People choose document formats for a variety of reasons, for
access to tools and downstream workflows and community 
features. I don't think there is a single "way to go". 
Some requirements lead some people to choose PDF
(or Excel or JPEG or PNG or ePub) for some use cases of
document distribution. There is no good reason to
avoid enhancing the LD-friendliness for those cases.

Of course you are free to put your effort on future
document formats, or other use cases.

>  There are a number of issues
> and shortcomings with the PDF approach which in the end will not play
> well with the Web is intended to be, nor how it functions.

I think I have familiarity with what the Web is intended to
be, and how it functions, and I disagree.

One of the earliest advances of the web (from Tim's
original HTML-only design) was the introduction of 
support for multiple formats, including image and
document representations.  It would greatly
improve the open data initiative to not restrict LD
to HTML.

Your other points:
> not fault tolerant

What are kinds of faults you think should be tolerated
but are not? I looked through

but I'm still not sure what you mean.

> machine-friendly (regardless of what can be stuffed into XMP), 

I think "machine-friendly" in LOD context,  means that there are
readily available tools to add, extract, manipulate. 

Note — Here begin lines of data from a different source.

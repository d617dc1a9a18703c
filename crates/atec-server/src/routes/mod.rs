pub mod auth;
pub mod children;
pub mod health;
pub mod packages;
pub mod questionnaires;
pub mod users;
//! atec-core
//!
//! Pure domain types, the request principal, the use-case error type, and
//! cache key conventions. No database or network dependency. This is the
//! shared vocabulary of the ATEC service.

pub mod cache_keys;
pub mod error;
pub mod models;
pub mod principal;

use std::future::Future;
use std::pin::Pin;

/// Boxed future returned by the async trait seams of the workspace.
pub type BoxFuture<'a, T> = Pin<Box<dyn Future<Output = T> + Send + 'a>>;
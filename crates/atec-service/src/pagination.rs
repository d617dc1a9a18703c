use atec_core::error::ServiceError;
use serde::Deserialize;

pub const MAX_LIMIT: i64 = 100;

#[derive(Debug, Clone, Copy, PartialEq, Eq, Deserialize)]
pub struct Page {
    pub limit: i64,
    #[serde(default)]
    pub offset: i64,
}

impl Page {
    pub fn new(limit: i64, offset: i64) -> Self {
        Self { limit, offset }
    }

    pub fn validate(self) -> Result<Self, ServiceError> {
        if !(1..=MAX_LIMIT).contains(&self.limit) {
            return Err(ServiceError::BadRequest(format!(
                "limit must be between 1 and {MAX_LIMIT}"
            )));
        }
        if self.offset < 0 {
            return Err(ServiceError::BadRequest("offset must not be negative".to_string()));
        }
        Ok(self)
    }
}
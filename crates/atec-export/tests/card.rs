use std::collections::BTreeMap;

use atec_core::models::package::{
    ImageResultAttributeKey, IndicationCategories, IndicationCategory, Package, Questionnaire,
};
use atec_core::models::result::{QuestionnaireResult, SubtestGrade};
use atec_export::card::{WRAP_AT, wrap};
use atec_export::{CardStyle, ExportError, ResultCard, render_png};
use uuid::Uuid;

fn category(min: i32, max: i32, detail: &str) -> IndicationCategory {
    IndicationCategory {
        minimum_score: min,
        maximum_score: max,
        name: detail.to_lowercase(),
        detail: detail.to_string(),
    }
}

fn package() -> Package {
    let at: jiff::Timestamp = "2024-05-01T08:00:00Z".parse().unwrap();
    Package {
        id: Uuid::new_v4(),
        created_by: Uuid::new_v4(),
        name: "ATEC".to_string(),
        questionnaire: Questionnaire::new(),
        indication_categories: IndicationCategories(vec![
            category(0, 30, "Mild"),
            category(31, 50, "Moderate"),
            category(51, 179, "Severe"),
        ]),
        image_result_attribute_key: ImageResultAttributeKey {
            title: "ATEC Score".to_string(),
            total: "Total Score".to_string(),
            indication: "Indication".to_string(),
            result_id: "Result ID".to_string(),
            submitted_at: "Submitted At".to_string(),
        },
        is_active: true,
        is_locked: true,
        created_at: at,
        updated_at: at,
    }
}

fn result(grades: &[(&str, i32)]) -> QuestionnaireResult {
    let at: jiff::Timestamp = "2024-05-02T10:11:12Z".parse().unwrap();
    let result: BTreeMap<i32, SubtestGrade> = grades
        .iter()
        .enumerate()
        .map(|(i, (name, grade))| {
            (
                i as i32,
                SubtestGrade {
                    name: name.to_string(),
                    grade: *grade,
                },
            )
        })
        .collect();
    QuestionnaireResult {
        id: Uuid::new_v4(),
        package_id: Uuid::new_v4(),
        child_id: None,
        created_by: None,
        answer: BTreeMap::new(),
        result,
        created_at: at,
        updated_at: at,
    }
}

#[test]
fn card_lists_subtests_then_summary_lines() {
    let r = result(&[("Speech", 10), ("Sociability", 12), ("Sensory", 8), ("Health", 5)]);
    let card = ResultCard::build(&r, &package());

    assert_eq!(card.title, "ATEC Score");
    assert_eq!(
        card.lines,
        vec![
            "Speech: 10".to_string(),
            "Sociability: 12".to_string(),
            "Sensory: 8".to_string(),
            "Health: 5".to_string(),
            "Total Score : 35".to_string(),
            "Indication : Moderate".to_string(),
            format!("Result ID : {}", r.id),
            "Submitted At : 2024-05-02 10:11:12".to_string(),
        ]
    );
}

#[test]
fn score_outside_categories_uses_fallback_indication() {
    let r = result(&[("Speech", 500)]);
    let card = ResultCard::build(&r, &package());
    assert!(card.lines.contains(&"Indication : invalid indication".to_string()));
}

#[test]
fn short_text_is_not_wrapped() {
    assert_eq!(wrap("Speech: 10"), vec!["Speech: 10".to_string()]);
}

#[test]
fn long_text_wraps_on_word_boundaries() {
    let text = "Indication : ".to_string() + &"severe symptoms observed ".repeat(8);
    let lines = wrap(text.trim());
    assert!(lines.len() > 1);
    assert!(lines.iter().all(|l| l.chars().count() <= WRAP_AT));
    assert_eq!(lines.join(" "), text.trim());
}

#[test]
fn rendered_png_is_readable_and_bounded() {
    let r = result(&[("Speech", 10), ("Sociability", 12)]);
    let card = ResultCard::build(&r, &package());
    let style = CardStyle::default();
    let bytes = render_png(&card, &style).unwrap();

    assert_eq!(&bytes[..8], b"\x89PNG\r\n\x1a\n");
    let decoder = png::Decoder::new(bytes.as_slice());
    let reader = decoder.read_info().unwrap();
    let info = reader.info();
    assert!(info.width <= style.max_width);
    assert!(info.height > 0);
}

#[test]
fn empty_card_is_rejected() {
    let card = ResultCard {
        title: String::new(),
        lines: Vec::new(),
    };
    assert!(matches!(render_png(&card, &CardStyle::default()), Err(ExportError::Empty)));
}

And it should be possible to annotate any format that
is suitable.

> and will not scale. 

This baffles me, what scaling do you have in mind?
I've worked with 2000-page PDF files, which, when
served from HTTP servers with range retrieval,
can incrementally display quickly. There may be
some performance goals specific to 'data'?

> At the end of the day, PDF is a silo-document, 

There are hyperlinks in, and hyperlinks out. Embedding. 
Except that HTML can be source-edited as text, I am
not sure what you mean by 'silo', then.

> its rendering is a resource-hog in different devices,

Rendering time for PDF and any other format is determined
as more by the quality of creation tools. Surely there are
bloated singing dancing HTML5 documents which hog 

These are publisher choices, whether they invest
in optimization.

>  and it is not a ubiquitous reading/interactive
> experience in different devices.

More consistent than other choices by design. Perhaps
not as widely available as HTML and JPEG, but close.

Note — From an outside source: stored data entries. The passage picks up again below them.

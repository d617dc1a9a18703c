use thiserror::Error;

/// The single failure type returned by every use case.
///
/// The variant carries the HTTP-facing category; the message is safe to show
/// to the caller. Infrastructure details never travel in `Internal`; they are
/// logged where the failure is translated.
#[derive(Debug, Clone, PartialEq, Eq, Error)]
pub enum ServiceError {
    #[error("{0}")]
    BadRequest(String),

    #[error("{0}")]
    Unauthorized(String),

    #[error("{0}")]
    Forbidden(String),

    #[error("{0}")]
    NotFound(String),

    #[error("{0}")]
    TooManyRequests(String),

    #[error("{0}")]
    Internal(String),
}

pub const MSG_INTERNAL: &str = "internal server error";
pub const MSG_NOT_FOUND: &str = "not found";
pub const MSG_UNAUTHORIZED: &str = "unauthorized";
pub const MSG_FORBIDDEN: &str = "forbidden";

impl ServiceError {
    pub fn internal() -> Self {
        Self::Internal(MSG_INTERNAL.to_string())
    }

    pub fn not_found() -> Self {
        Self::NotFound(MSG_NOT_FOUND.to_string())
    }

    pub fn unauthorized() -> Self {
        Self::Unauthorized(MSG_UNAUTHORIZED.to_string())
    }

    pub fn forbidden() -> Self {
        Self::Forbidden(MSG_FORBIDDEN.to_string())
    }

    /// The message carried by any variant.
    pub fn message(&self) -> &str {
        match self {
            Self::BadRequest(m)
            | Self::Unauthorized(m)
            | Self::Forbidden(m)
            | Self::NotFound(m)
            | Self::TooManyRequests(m)
            | Self::Internal(m) => m,
        }
    }
}
use axum::Json;
use axum::http::StatusCode;
use serde::Serialize;

/// Success envelope shared by every JSON route.
#[derive(Debug, Serialize)]
pub struct Envelope<T> {
    pub status_code: u16,
    pub message: &'static str,
    pub data: T,
}

pub fn ok<T: Serialize>(data: T) -> Json<Envelope<T>> {
    Json(Envelope {
        status_code: StatusCode::OK.as_u16(),
        message: "OK",
        data,
    })
}

#[derive(Debug, Serialize)]
pub struct Message {
    pub message: String,
}

impl Message {
    pub fn new(message: impl Into<String>) -> Self {
        Self {
            message: message.into(),
        }
    }
}

#[derive(Debug, Serialize)]
pub struct Created {
    pub id: uuid::Uuid,
}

> For XMP/PDF to work, I presume you are going to end up dealing with

One possibility, although not exclusively, see "attachment" above.

> and an appropriate interface for authors to mark their
> statements with.

The use cases I have in mind are for data-driven document generation
scenarios, not primarily individual authors. And even for individual
documents, PDF is not currently a common authoring format,
except perhaps when filling out PDF forms.

> Keep in mind that, this will most likely treat the data
> as a separate island, disassociated from the context in which it appears
> in.

Except for annotations, or form-data for PDF forms, 
I'm not sure what you see as the problem. Yes, one might
imagine someone updating a PDF using editing tools without
updating the corresponding data, but I don't imagine
this a common pattern. I’m thinking rather that data
identification and markup would happen in a source format,
and subsequently extracted from the source and re-injected
into the PDF as part of the publication process, if not
preserved in the conversion process (which depends on
the tools in use for PDF production).

> May I invite you to read:
> http://csarven.ca/enabling-accessible-knowledge 
> It covers my position in sufficient depth - not intended to be overly
> technical, but rather covering the ground rules and ongoing work.

Thank you; your paper brings up additional considerations.

> While you are at it, please do a quick print-view from your Web
> browser (preferably in Firefox) or print to PDF.

I tried Chrome and Internet explorer, not sure what I’m supposed
to see. The style is entirely different, of course. Having worked
on content-adaptation since the 80s, I can say my experience is 
users don't like the surprises of visual incongruity among 
content-negotiated renderings.

> The RDF bits are visible here:
> http://www.w3.org/2012/pyRdfa/extract?uri=http%3A%2F%2Fcsarven.ca%2Fenabling-accessible-knowledge&rdfa_lite=false&vocab_expansion=false&embedded_rdf=true&validate=yes&space_preserve=true&vocab_cache_report=false&vocab_cache_bypass=false

Is there a way of generating triples in Turtle or RDF/XML?
I was experimenting with JSON because I could get it:


and (by hand, just to see what it would look like) merge it with the PDF's XMP.
Triples about the document itself fit into XMP document metadata, while other
data fits into a linked-data namespaced JSON-Data element.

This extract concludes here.